* _YOUR GOAL_:
Your answer is one number, how many lines in the entries include "usize".

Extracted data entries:
########

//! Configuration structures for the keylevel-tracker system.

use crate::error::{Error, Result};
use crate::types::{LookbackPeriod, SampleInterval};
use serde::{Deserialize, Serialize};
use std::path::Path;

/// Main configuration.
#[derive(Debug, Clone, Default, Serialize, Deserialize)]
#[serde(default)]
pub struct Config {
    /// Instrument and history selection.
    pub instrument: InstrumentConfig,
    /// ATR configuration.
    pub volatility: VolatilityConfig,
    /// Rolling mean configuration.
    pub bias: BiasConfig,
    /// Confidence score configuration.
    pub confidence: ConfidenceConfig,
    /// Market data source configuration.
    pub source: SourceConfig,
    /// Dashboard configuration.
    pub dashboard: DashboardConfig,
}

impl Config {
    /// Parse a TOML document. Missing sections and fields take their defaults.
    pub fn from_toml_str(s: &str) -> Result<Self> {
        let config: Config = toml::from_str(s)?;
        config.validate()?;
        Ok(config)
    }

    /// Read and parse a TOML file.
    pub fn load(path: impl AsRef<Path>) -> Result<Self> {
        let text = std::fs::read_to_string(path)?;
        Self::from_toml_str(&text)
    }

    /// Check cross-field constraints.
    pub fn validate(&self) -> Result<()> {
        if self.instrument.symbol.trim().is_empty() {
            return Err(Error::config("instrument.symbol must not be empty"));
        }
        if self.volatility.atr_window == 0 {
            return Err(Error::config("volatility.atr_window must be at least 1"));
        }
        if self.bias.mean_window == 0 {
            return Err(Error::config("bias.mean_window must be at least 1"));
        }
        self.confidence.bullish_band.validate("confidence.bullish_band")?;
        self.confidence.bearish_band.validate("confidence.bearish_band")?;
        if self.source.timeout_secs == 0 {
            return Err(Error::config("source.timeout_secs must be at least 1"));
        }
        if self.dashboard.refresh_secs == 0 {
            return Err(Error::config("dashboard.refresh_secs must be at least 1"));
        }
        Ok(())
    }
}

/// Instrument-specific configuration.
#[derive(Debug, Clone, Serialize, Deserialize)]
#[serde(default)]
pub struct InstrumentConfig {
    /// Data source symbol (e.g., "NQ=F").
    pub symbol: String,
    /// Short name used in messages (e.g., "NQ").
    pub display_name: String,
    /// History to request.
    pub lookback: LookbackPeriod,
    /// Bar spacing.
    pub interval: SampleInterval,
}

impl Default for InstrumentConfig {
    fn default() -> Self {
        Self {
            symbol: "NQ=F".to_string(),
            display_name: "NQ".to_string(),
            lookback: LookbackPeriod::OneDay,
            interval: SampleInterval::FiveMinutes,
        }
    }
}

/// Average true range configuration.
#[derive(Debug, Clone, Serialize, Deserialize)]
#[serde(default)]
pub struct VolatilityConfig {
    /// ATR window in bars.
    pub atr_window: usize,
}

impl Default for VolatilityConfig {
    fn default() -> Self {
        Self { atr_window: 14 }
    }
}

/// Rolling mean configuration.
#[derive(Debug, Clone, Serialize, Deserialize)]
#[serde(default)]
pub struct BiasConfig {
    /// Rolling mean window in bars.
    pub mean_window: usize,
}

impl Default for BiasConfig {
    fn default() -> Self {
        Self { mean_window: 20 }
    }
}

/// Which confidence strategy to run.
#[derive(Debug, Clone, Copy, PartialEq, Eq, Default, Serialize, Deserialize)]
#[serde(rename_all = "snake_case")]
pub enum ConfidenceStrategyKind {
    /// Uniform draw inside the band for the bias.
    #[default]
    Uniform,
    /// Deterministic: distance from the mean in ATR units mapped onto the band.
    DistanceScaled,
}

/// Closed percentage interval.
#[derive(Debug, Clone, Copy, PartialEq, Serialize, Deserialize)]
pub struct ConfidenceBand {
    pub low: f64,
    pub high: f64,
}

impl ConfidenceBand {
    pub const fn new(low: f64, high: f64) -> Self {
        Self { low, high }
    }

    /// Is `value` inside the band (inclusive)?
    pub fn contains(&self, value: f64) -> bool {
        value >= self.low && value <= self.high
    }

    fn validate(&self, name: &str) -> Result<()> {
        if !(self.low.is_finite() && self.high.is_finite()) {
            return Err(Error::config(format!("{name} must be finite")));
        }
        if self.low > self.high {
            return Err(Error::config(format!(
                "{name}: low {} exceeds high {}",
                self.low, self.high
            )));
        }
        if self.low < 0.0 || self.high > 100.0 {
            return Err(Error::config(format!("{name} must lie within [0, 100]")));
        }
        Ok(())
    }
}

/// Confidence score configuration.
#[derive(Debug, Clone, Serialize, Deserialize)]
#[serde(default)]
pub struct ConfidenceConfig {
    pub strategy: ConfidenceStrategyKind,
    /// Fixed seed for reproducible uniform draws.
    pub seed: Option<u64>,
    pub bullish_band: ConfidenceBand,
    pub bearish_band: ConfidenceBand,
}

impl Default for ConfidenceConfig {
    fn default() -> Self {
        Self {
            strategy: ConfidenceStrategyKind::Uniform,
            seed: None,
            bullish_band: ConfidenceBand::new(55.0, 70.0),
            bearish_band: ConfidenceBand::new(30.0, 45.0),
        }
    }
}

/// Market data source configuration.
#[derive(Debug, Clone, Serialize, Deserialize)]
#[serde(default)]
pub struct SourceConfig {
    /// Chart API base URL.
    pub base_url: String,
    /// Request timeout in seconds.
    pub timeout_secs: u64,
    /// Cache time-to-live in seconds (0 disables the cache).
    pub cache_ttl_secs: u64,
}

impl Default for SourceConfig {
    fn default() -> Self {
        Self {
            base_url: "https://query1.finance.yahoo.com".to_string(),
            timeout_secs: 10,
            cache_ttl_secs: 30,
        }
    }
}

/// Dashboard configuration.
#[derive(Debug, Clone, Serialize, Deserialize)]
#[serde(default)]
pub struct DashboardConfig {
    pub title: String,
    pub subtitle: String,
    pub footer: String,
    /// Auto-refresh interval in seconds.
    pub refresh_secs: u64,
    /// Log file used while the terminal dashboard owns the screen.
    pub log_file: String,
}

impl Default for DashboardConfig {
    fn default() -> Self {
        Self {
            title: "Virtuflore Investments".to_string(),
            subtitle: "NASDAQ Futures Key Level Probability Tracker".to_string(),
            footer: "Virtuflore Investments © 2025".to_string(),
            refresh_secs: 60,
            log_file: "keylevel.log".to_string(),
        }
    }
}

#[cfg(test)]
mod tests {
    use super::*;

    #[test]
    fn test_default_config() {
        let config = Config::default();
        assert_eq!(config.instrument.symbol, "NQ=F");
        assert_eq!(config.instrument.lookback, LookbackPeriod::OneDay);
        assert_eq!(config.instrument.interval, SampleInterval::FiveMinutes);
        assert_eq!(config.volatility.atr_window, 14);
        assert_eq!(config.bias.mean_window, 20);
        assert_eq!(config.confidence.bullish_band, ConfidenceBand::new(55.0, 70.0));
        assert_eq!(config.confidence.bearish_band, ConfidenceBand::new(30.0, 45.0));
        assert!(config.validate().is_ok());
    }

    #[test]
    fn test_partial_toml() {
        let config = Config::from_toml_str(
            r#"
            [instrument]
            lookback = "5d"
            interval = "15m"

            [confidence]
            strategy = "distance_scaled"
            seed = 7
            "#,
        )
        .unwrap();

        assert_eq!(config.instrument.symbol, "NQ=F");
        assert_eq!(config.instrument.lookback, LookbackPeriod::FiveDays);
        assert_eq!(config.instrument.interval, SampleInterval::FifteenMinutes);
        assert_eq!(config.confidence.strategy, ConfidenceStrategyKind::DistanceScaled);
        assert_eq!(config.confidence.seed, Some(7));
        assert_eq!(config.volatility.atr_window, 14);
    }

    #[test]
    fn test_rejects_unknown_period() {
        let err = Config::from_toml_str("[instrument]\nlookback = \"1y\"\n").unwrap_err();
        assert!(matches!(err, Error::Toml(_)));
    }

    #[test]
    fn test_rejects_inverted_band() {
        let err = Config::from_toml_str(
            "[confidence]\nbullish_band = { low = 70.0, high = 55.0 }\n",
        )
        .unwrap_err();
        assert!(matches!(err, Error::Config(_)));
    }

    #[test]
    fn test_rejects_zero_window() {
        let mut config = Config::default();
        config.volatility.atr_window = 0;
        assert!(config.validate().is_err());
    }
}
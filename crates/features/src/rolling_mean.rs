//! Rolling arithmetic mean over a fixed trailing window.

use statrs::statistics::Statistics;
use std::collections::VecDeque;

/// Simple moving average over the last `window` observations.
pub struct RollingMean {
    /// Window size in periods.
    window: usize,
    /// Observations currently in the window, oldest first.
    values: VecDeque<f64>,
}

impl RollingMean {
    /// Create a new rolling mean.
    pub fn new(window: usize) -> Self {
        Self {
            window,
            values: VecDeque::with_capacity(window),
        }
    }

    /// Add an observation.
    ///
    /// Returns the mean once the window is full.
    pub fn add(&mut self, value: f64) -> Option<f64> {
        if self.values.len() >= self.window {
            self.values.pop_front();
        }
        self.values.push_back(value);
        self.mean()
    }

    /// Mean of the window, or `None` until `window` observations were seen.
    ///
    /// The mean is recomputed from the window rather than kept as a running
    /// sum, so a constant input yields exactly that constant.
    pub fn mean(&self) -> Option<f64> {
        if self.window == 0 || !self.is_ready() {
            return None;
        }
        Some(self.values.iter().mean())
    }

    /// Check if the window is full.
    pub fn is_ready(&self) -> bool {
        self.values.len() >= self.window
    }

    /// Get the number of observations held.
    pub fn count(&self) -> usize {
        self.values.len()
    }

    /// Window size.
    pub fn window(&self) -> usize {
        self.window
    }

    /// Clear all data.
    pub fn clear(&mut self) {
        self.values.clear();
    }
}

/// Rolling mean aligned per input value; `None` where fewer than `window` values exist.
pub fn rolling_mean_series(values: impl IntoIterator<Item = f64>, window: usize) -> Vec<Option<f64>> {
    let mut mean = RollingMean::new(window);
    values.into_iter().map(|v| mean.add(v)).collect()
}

########

* _RESPONSE BOX_:
7